Mas Guilherme Serra a segurou a tempo, envolvendo-a firmemente em seus braços.
Jéssica Nascimento ficou paralisada, o coração batendo acelerado.
O abraço de Guilherme Serra sempre exalava um perfume masculino agradável.
Desta vez não foi diferente.
Porém, ele havia trocado de fragrância.
Agora, o aroma lembrava o degelo de uma geleira: fresco, cortante, com um fundo olfativo sedutor e perigoso.
Jéssica Nascimento sabia bem que seu coração não disparava por estar nos braços de Guilherme Serra.
E sim pelo susto, pelo medo que ainda a dominava.
Guilherme Serra continuava segurando-a, ambos de pé à beira do terraço; um passo em falso, um descuido no equilíbrio, e os dois despencariam juntos.

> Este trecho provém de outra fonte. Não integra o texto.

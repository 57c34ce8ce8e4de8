//! # Validation Reports
//!
//! The accumulating result type every rule returns. A report is valid
//! when it carries no error messages; callers must check before
//! proceeding, and the workflow engine converts invalid reports into
//! [`WorkflowError::Validation`] before touching any state.

use serde::{Deserialize, Serialize};

use hmh_core::WorkflowError;

/// The outcome of one validation rule: valid, or a list of human-readable
/// reasons it is not.
#[derive(Debug, Clone, Default, Serialize, Deserialize)]
pub struct ValidationReport {
    /// Every violated rule, in check order. Empty means valid.
    pub errors: Vec<String>,
}

impl ValidationReport {
    /// A fresh, valid report.
    pub fn new() -> Self {
        Self::default()
    }

    /// Whether no rule was violated.
    pub fn is_valid(&self) -> bool {
        self.errors.is_empty()
    }

    /// Record a violation.
    pub fn push(&mut self, message: impl Into<String>) {
        self.errors.push(message.into());
    }

    /// Record a violation when `violated` holds.
    pub fn push_if(&mut self, violated: bool, message: impl Into<String>) {
        if violated {
            self.push(message);
        }
    }

    /// Fold another report's violations into this one.
    pub fn merge(&mut self, other: ValidationReport) {
        self.errors.extend(other.errors);
    }

    /// Convert into the engine's error type: `Ok(())` when valid,
    /// `Err(WorkflowError::Validation)` carrying every message otherwise.
    pub fn into_result(self) -> Result<(), WorkflowError> {
        if self.errors.is_empty() {
            Ok(())
        } else {
            Err(WorkflowError::Validation(self.errors))
        }
    }

    /// Render the violations as a bulleted display block.
    pub fn format_errors(&self) -> String {
        self.errors.join("\n• ")
    }
}

#[cfg(test)]
mod tests {
    use super::*;

    #[test]
    fn test_empty_report_is_valid() {
        let report = ValidationReport::new();
        assert!(report.is_valid());
        assert!(report.into_result().is_ok());
    }

    #[test]
    fn test_violations_accumulate() {
        let mut report = ValidationReport::new();
        report.push("Debe seleccionar un cliente");
        report.push_if(true, "Debe seleccionar un tipo de actividad");
        report.push_if(false, "never recorded");
        assert!(!report.is_valid());
        assert_eq!(report.errors.len(), 2);
    }

    #[test]
    fn test_into_result_carries_all_messages() {
        let mut report = ValidationReport::new();
        report.push("uno");
        report.push("dos");
        match report.into_result() {
            Err(WorkflowError::Validation(errors)) => assert_eq!(errors, vec!["uno", "dos"]),
            other => panic!("expected validation error, got {other:?}"),
        }
    }

    #[test]
    fn test_merge() {
        let mut a = ValidationReport::new();
        a.push("uno");
        let mut b = ValidationReport::new();
        b.push("dos");
        a.merge(b);
        assert_eq!(a.errors, vec!["uno", "dos"]);
    }

    #[test]
    fn test_format_errors() {
        let mut report = ValidationReport::new();
        report.push("uno");
        report.push("dos");
        assert_eq!(report.format_errors(), "uno\n• dos");
    }
}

Do octogésimo andar até o chão, virariam uma tragédia irreconhecível.
Jéssica Nascimento não ousava se mexer, permanecendo imóvel nos braços de Guilherme Serra.
O vento aumentou.
O tempo, porém, parecia desacelerar.
— Era esse o resultado que você queria?
A voz fria de Guilherme Serra soou como uma lufada que congela a pele.
Jéssica Nascimento permaneceu em silêncio.
— Divórcio litigioso, o valor da Grupo Serra evaporando, funcionários da empresa ameaçando se jogar do prédio.
Antes que Guilherme Serra terminasse, Jéssica Nascimento o empurrou abruptamente.
Guilherme Serra sentiu o impacto no peito, e por reflexo agarrou a mão de Jéssica Nascimento.
Tropeçar na beirada do terraço poderia mesmo parecer uma tentativa suicida, mas a acusação de Guilherme Serra deixou Jéssica Nascimento indignada.
— O que eu ganharia forçando um funcionário da sua empresa a pular do prédio? Se fosse para forçar alguém, deveria ser você, não acha?
Ao ver Jéssica Nascimento como um gato de pelos eriçados, Guilherme Serra deu de ombros e sorriu.